Le Shaykh Abou Yazîd (radiAllâhu ‘anhu) dit ainsi au sujet des Savants par chaîne de transmission (riwâyah) : Ce sont de pauvres gens dont le Savoir se prend de mort en mort. Quant à nous, nous tirons notre Savoir du Vivant qui ne meurt pas.
Quant à la différence entre les termes « khawf », « rahba » et « khachya » : Khawf désigne la crainte du châtiment, rahba la crainte du blâme, et khachya [2] la crainte de l’éloignement.

Al-Quchayriy dit : La différence entre les termes « rahba » et « khachya », c’est que le premier renvoie à une peur qui force celui qui en est affecté à prendre la fuite, et c’est alors la débandade. Quant à la khachya, elle a au contraire pour effet de freiner et réprimer celui qui en est touché, et c’est ainsi qu’il demeure avec Allâh. La khachya prévaut donc sur la rahba.
Le terme « khawf » relève de la foi (imân). Allâh ﷻ dit en effet : « Et craignez-Moi (khawf) si vous êtes croyants ». Le terme « khachya » relève quant à lui du Savoir et de la Prestance divine.
Le Savant exotérique craint (khawf) de faillir dans le droit que son Seigneur a sur lui, tandis que le gnostique craint (khachya) de contrevenir à la bienséance et au respect qu’il se doit d’observer envers Lui ; il redoute de se laisser aller au moment inapproprié, au travers d’un mot déplacé, ou en négligeant l’accomplissement de ce qui est prioritaire.

Al-Wartajabiy dit : le terme « khawf » est propre au commun des gens, tandis que « khachya » correspond à l’élite. Et Il ﷻ a certes fait que la khachya soit accompagnée de Savoir (‘ilm), c’est-à-dire le Savoir par Allâh ﷻ, lié à Son Omnipotence, à sa Seigneurie et à la servitude qui Lui est voué. La réalité de la khachya, c’est la descente de l’ennoblissement du Vrai dans le cœur des gnostiques (‘arifin), mêlé à la chatoyance de la Magnificence divine, à la vision de Son Orgueil et de Sa Majesté. Mais ne parvient à cela que celui qui atteint la contemplation du prééternel et incréé, de la persistance et de l’éternité. Et celui dont le Savoir par Allâh augmentera, sa khachya augmentera elle aussi, conformément à la Parole Prophétique ﷺ : « Je suis d’entre vous le plus Savant par Allâh, et celui qui Le craint (khachya) le plus. » et dans un autre Hadîth : « Il fut dit : Ô Messager d’Allâh, quelle est la meilleure des œuvres ? Il répondit : Le Savoir (al-‘ilm). On demanda : Quel Savoir ? Il dit : Le Savoir par Allâh, subhânah. » [3].

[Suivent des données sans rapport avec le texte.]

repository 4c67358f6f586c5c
use serde::Serialize;

/// Point-in-time counters for the download cache.
#[derive(Debug, Clone, Serialize)]
pub struct FileCacheStats {
    pub hits: u64,
    pub misses: u64,
    pub waits: u64,
    pub evictions: u64,
    pub current_bytes: u64,
    pub capacity_bytes: u64,
    pub tracked_objects: u64,
}
use std::collections::HashMap;
use std::sync::{Arc, Mutex};

use tracing::{debug, info};

use crate::engine::job::types::{Job, JobState};
use crate::remote::BrokerLease;
use crate::request::{Fingerprint, Requester};

const LOG_TARGET: &str = "engine::job::registry";

/// Outcome of a submission: a fresh job the caller must run, or a live
/// job the request merged into.
pub enum Submission {
    Created(Arc<Job>),
    Joined(Arc<Job>),
}

/// In-flight jobs keyed by fingerprint. Merging into a job and removing a
/// finished job both happen under the table lock, so a concurrent
/// duplicate either joins a live job or creates a fresh one, never
/// neither. At most one non-terminal job exists per fingerprint.
pub struct JobRegistry {
    jobs: Mutex<HashMap<Fingerprint, Arc<Job>>>,
}

impl JobRegistry {
    pub fn new() -> Self {
        Self {
            jobs: Mutex::new(HashMap::new()),
        }
    }

    pub fn submit(
        &self,
        fingerprint: Fingerprint,
        keys: Vec<String>,
        requester: Requester,
        lease: Option<Arc<dyn BrokerLease>>,
    ) -> Submission {
        let mut jobs = self.jobs.lock().unwrap();
        if let Some(job) = jobs.get(&fingerprint) {
            job.add_requester(requester);
            if let Some(lease) = lease {
                if !job.attach_lease(lease) {
                    debug!(target: LOG_TARGET, fingerprint = %fingerprint, "Redelivered lease ignored");
                }
            }
            debug!(target: LOG_TARGET, fingerprint = %fingerprint, "Request merged into in-flight job");
            Submission::Joined(Arc::clone(job))
        } else {
            let job = Arc::new(Job::new(fingerprint.clone(), keys, requester, lease));
            jobs.insert(fingerprint.clone(), Arc::clone(&job));
            info!(target: LOG_TARGET, fingerprint = %fingerprint, files = job.total_files(), "Job created");
            Submission::Created(job)
        }
    }

    /// Settles a job: marks it terminal, snapshots its requesters and
    /// drops it from the table, all in one critical section. A duplicate
    /// submitted during this window either merged before (and is in the
    /// snapshot) or finds the table empty and starts a fresh job.
    pub fn finish(&self, job: &Arc<Job>, state: JobState) -> Vec<Requester> {
        debug_assert!(state.is_terminal());
        let mut jobs = self.jobs.lock().unwrap();
        let requesters = job.requesters();
        job.set_state(state);
        jobs.remove(job.fingerprint());
        info!(
            target: LOG_TARGET,
            fingerprint = %job.fingerprint(),
            requesters = requesters.len(),
            "Job settled"
        );
        requesters
    }

    pub fn get(&self, fingerprint: &Fingerprint) -> Option<Arc<Job>> {
        self.jobs.lock().unwrap().get(fingerprint).cloned()
    }

    pub fn len(&self) -> usize {
        self.jobs.lock().unwrap().len()
    }

    pub fn is_empty(&self) -> bool {
        self.len() == 0
    }
}

impl Default for JobRegistry {
    fn default() -> Self {
        Self::new()
    }
}
pub mod cache;
pub mod dispatcher;
pub mod errors;
pub mod job;
pub mod lease;
pub mod zip;

pub use errors::*;
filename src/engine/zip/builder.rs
use std::fs::File;
use std::io::{self, Write};
use std::path::{Path, PathBuf};

use zip::write::FileOptions;
use zip::{CompressionMethod, ZipWriter};

use crate::engine::errors::ZipBuildError;
use crate::engine::zip::manifest::nested_path_tree;
use crate::request::Fingerprint;

const LOG_TARGET: &str = "engine::zip::builder";

/// Assembles the archive for `fingerprint` under `scratch_dir`.
///
/// Each `(key, path)` pair in `entries` becomes an archive member named
/// after the object key, read from the cached file at `path`. Two manifest
/// members are appended after the payload: a flat JSON list of the keys and
/// a nested directory tree of the same keys.
///
/// Returns the path of the finished `.zip` file.
pub fn build_archive(
    scratch_dir: &Path,
    fingerprint: &Fingerprint,
    keys: &[String],
    entries: &[(String, PathBuf)],
) -> Result<PathBuf, ZipBuildError> {
    std::fs::create_dir_all(scratch_dir)?;

    let archive_path = scratch_dir.join(fingerprint.archive_object_name());
    let mut writer = ZipWriter::new(File::create(&archive_path)?);
    let options = FileOptions::default().compression_method(CompressionMethod::Deflated);

    for (key, source) in entries {
        writer.start_file(key, options)?;
        let mut reader = File::open(source)?;
        io::copy(&mut reader, &mut writer)?;
    }

    writer.start_file(format!("{}.list.manifest.json", fingerprint.as_str()), options)?;
    writer.write_all(&serde_json::to_vec_pretty(keys)?)?;

    writer.start_file(format!("{}.nested.manifest.json", fingerprint.as_str()), options)?;
    writer.write_all(&serde_json::to_vec_pretty(&nested_path_tree(keys))?)?;

    writer.finish()?;

    tracing::debug!(
        target: LOG_TARGET,
        fingerprint = %fingerprint,
        entries = entries.len(),
        path = %archive_path.display(),
        "Archive assembled"
    );

    Ok(archive_path)
}
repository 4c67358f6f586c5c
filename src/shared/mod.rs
pub mod config;
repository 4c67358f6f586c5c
use std::path::{Path, PathBuf};

use async_trait::async_trait;
use bytes::Bytes;
use chrono::{DateTime, Utc};
use tracing::debug;

use super::errors::StorageError;
use super::storage::{ObjectMeta, ObjectStore};

const LOG_TARGET: &str = "remote::fs_store";

/// Object store backed by a local directory tree: one directory per
/// bucket, one file per key. Keys containing `/` become nested paths.
#[derive(Debug)]
pub struct FsObjectStore {
    root: PathBuf,
}

impl FsObjectStore {
    pub fn new(root: impl Into<PathBuf>) -> Self {
        Self { root: root.into() }
    }

    fn object_path(&self, bucket: &str, key: &str) -> PathBuf {
        self.root.join(bucket).join(key)
    }
}

fn map_read_error(err: std::io::Error, bucket: &str, key: &str) -> StorageError {
    if err.kind() == std::io::ErrorKind::NotFound {
        StorageError::NotFound {
            bucket: bucket.to_string(),
            key: key.to_string(),
        }
    } else {
        StorageError::Transient(err.to_string())
    }
}

#[async_trait]
impl ObjectStore for FsObjectStore {
    async fn get(&self, bucket: &str, key: &str) -> Result<Bytes, StorageError> {
        let path = self.object_path(bucket, key);
        let bytes = tokio::fs::read(&path)
            .await
            .map_err(|e| map_read_error(e, bucket, key))?;
        debug!(target: LOG_TARGET, bucket, key, bytes = bytes.len(), "Object read");
        Ok(Bytes::from(bytes))
    }

    async fn put_file(&self, bucket: &str, key: &str, source: &Path) -> Result<(), StorageError> {
        let dest = self.object_path(bucket, key);
        if let Some(parent) = dest.parent() {
            tokio::fs::create_dir_all(parent)
                .await
                .map_err(|e| StorageError::Transient(e.to_string()))?;
        }

        // Copy to a sibling name first, then rename: readers never observe
        // a partially written object.
        let mut tmp = dest.clone().into_os_string();
        tmp.push(".part");
        let tmp = PathBuf::from(tmp);

        tokio::fs::copy(source, &tmp)
            .await
            .map_err(|e| StorageError::Transient(e.to_string()))?;
        tokio::fs::rename(&tmp, &dest)
            .await
            .map_err(|e| StorageError::Transient(e.to_string()))?;
        debug!(target: LOG_TARGET, bucket, key, "Object written");
        Ok(())
    }

    async fn stat(&self, bucket: &str, key: &str) -> Result<ObjectMeta, StorageError> {
        let path = self.object_path(bucket, key);
        let meta = tokio::fs::metadata(&path)
            .await
            .map_err(|e| map_read_error(e, bucket, key))?;
        Ok(ObjectMeta {
            size: meta.len(),
            modified: meta.modified().ok().map(DateTime::<Utc>::from),
        })
    }
}
use std::collections::HashMap;
use std::collections::hash_map::Entry;
use std::fmt;
use std::sync::atomic::{AtomicUsize, Ordering};
use std::sync::{Arc, Mutex};
use std::time::{Duration, Instant};

use tokio::sync::watch;

use crate::remote::BrokerLease;
use crate::request::{Fingerprint, Requester};

/// Lifecycle of one deduplicated zip job.
#[derive(Debug, Clone, PartialEq)]
pub enum JobState {
    Queued,
    Running,
    Succeeded,
    Failed { retryable: bool, reason: String },
}

impl JobState {
    pub fn is_terminal(&self) -> bool {
        matches!(self, JobState::Succeeded | JobState::Failed { .. })
    }
}

struct JobInner {
    requesters: Vec<Requester>,
    leases: HashMap<String, Arc<dyn BrokerLease>>,
}

/// One in-flight archive build. Every duplicate request for the same
/// fingerprint merges into a single `Job`; its state is published over a
/// watch channel for the lease extender.
pub struct Job {
    fingerprint: Fingerprint,
    keys: Vec<String>,
    state_tx: watch::Sender<JobState>,
    inner: Mutex<JobInner>,
    files_done: AtomicUsize,
    created_at: Instant,
}

impl Job {
    pub(crate) fn new(
        fingerprint: Fingerprint,
        keys: Vec<String>,
        requester: Requester,
        lease: Option<Arc<dyn BrokerLease>>,
    ) -> Self {
        let (state_tx, _) = watch::channel(JobState::Queued);
        let mut leases = HashMap::new();
        if let Some(lease) = lease {
            leases.insert(lease.id().to_string(), lease);
        }
        Self {
            fingerprint,
            keys,
            state_tx,
            inner: Mutex::new(JobInner {
                requesters: vec![requester],
                leases,
            }),
            files_done: AtomicUsize::new(0),
            created_at: Instant::now(),
        }
    }

    pub fn fingerprint(&self) -> &Fingerprint {
        &self.fingerprint
    }

    /// Canonical (sorted, deduplicated) keys this job archives.
    pub fn keys(&self) -> &[String] {
        &self.keys
    }

    pub fn total_files(&self) -> usize {
        self.keys.len()
    }

    pub fn state(&self) -> JobState {
        self.state_tx.borrow().clone()
    }

    pub fn subscribe(&self) -> watch::Receiver<JobState> {
        self.state_tx.subscribe()
    }

    pub(crate) fn set_state(&self, state: JobState) {
        self.state_tx.send_replace(state);
    }

    pub(crate) fn mark_running(&self) {
        self.set_state(JobState::Running);
    }

    /// Duplicate identities collapse; the first occurrence wins.
    pub(crate) fn add_requester(&self, requester: Requester) {
        let mut inner = self.inner.lock().unwrap();
        if !inner.requesters.contains(&requester) {
            inner.requesters.push(requester);
        }
    }

    pub fn requesters(&self) -> Vec<Requester> {
        self.inner.lock().unwrap().requesters.clone()
    }

    /// Attaches a broker lease. Returns false when a lease with the same
    /// id is already attached (a redelivered duplicate).
    pub(crate) fn attach_lease(&self, lease: Arc<dyn BrokerLease>) -> bool {
        let mut inner = self.inner.lock().unwrap();
        match inner.leases.entry(lease.id().to_string()) {
            Entry::Occupied(_) => false,
            Entry::Vacant(slot) => {
                slot.insert(lease);
                true
            }
        }
    }

    pub(crate) fn detach_lease(&self, id: &str) {
        self.inner.lock().unwrap().leases.remove(id);
    }

    pub(crate) fn lease_snapshot(&self) -> Vec<Arc<dyn BrokerLease>> {
        self.inner.lock().unwrap().leases.values().cloned().collect()
    }

    /// Drains the lease set for final settlement.
    pub(crate) fn take_leases(&self) -> Vec<Arc<dyn BrokerLease>> {
        let mut inner = self.inner.lock().unwrap();
        inner.leases.drain().map(|(_, lease)| lease).collect()
    }

    pub fn lease_count(&self) -> usize {
        self.inner.lock().unwrap().leases.len()
    }

    pub(crate) fn note_file_done(&self) {
        self.files_done.fetch_add(1, Ordering::Relaxed);
    }

    /// (files fetched so far, files total), as fed to deadline estimation.
    pub fn progress(&self) -> (usize, usize) {
        let done = self.files_done.load(Ordering::Relaxed).min(self.keys.len());
        (done, self.keys.len())
    }

    pub fn elapsed(&self) -> Duration {
        self.created_at.elapsed()
    }
}

impl fmt::Debug for Job {
    fn fmt(&self, f: &mut fmt::Formatter<'_>) -> fmt::Result {
        f.debug_struct("Job")
            .field("fingerprint", &self.fingerprint)
            .field("files", &self.keys.len())
            .field("state", &self.state())
            .finish()
    }
}
use std::time::Duration;

use async_trait::async_trait;

use super::errors::LeaseError;

/// Handle to one delivered broker message. The broker redelivers the
/// message unless its processing deadline keeps getting extended, and it
/// is settled exactly once with `ack` or `nack`.
#[async_trait]
pub trait BrokerLease: Send + Sync {
    /// Stable identity of the delivery; redelivered duplicates reuse it.
    fn id(&self) -> &str;

    /// Pushes the processing deadline `by` further out.
    async fn extend(&self, by: Duration) -> Result<(), LeaseError>;

    /// Confirms the message; the broker must not redeliver it.
    async fn ack(&self) -> Result<(), LeaseError>;

    /// Returns the message for redelivery.
    async fn nack(&self) -> Result<(), LeaseError>;
}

Et dans les Hikam : « Le Savoir bénéfique est celui dont les rayons se répandent dans la poitrine, et par lequel le voile du cœur est levé. » Le Savoir (al-‘ilm) est donc constitué de rayons de gnose (‘irfân), et dès lors que ses Lumières se répandent dans le cœur, elles ôtent les voiles de l’autrui et de la dualité. Les ténèbres du monde créé s’estompent, et apparaissent alors les Attributs du Créateur. Ses Lumières se ramifient dans le cœur, et c’est là ce que l’on désigne comme étant le Savoir bénéfique : la contemplation de la Lumière d’Allâh et de Son Messager ﷺ.

Le Vrai S’est effectivement décrit Lui-même comme étant Lumière, exalté soit-Il : « Allâh est la Lumière des cieux et de la terre. Un exemple de Sa Lumière est semblable à une Niche (mishkâte) dans laquelle se trouve une Lampe (misbâh). La Lampe est dans un Cristal (zujâjah), et le Cristal ressemble à un Astre (kawkab) de grand éclat. Son combustible provient d’un Arbre Béni, un Olivier ni oriental ni occidental, dont l’huile semblerait éclairer sans même que le feu ne la touche. Lumière sur Lumière. Allâh guide vers Sa Lumière qui Il veut, Il donne des exemples concrets aux gens, et Allâh est Savant de toute chose. » [4].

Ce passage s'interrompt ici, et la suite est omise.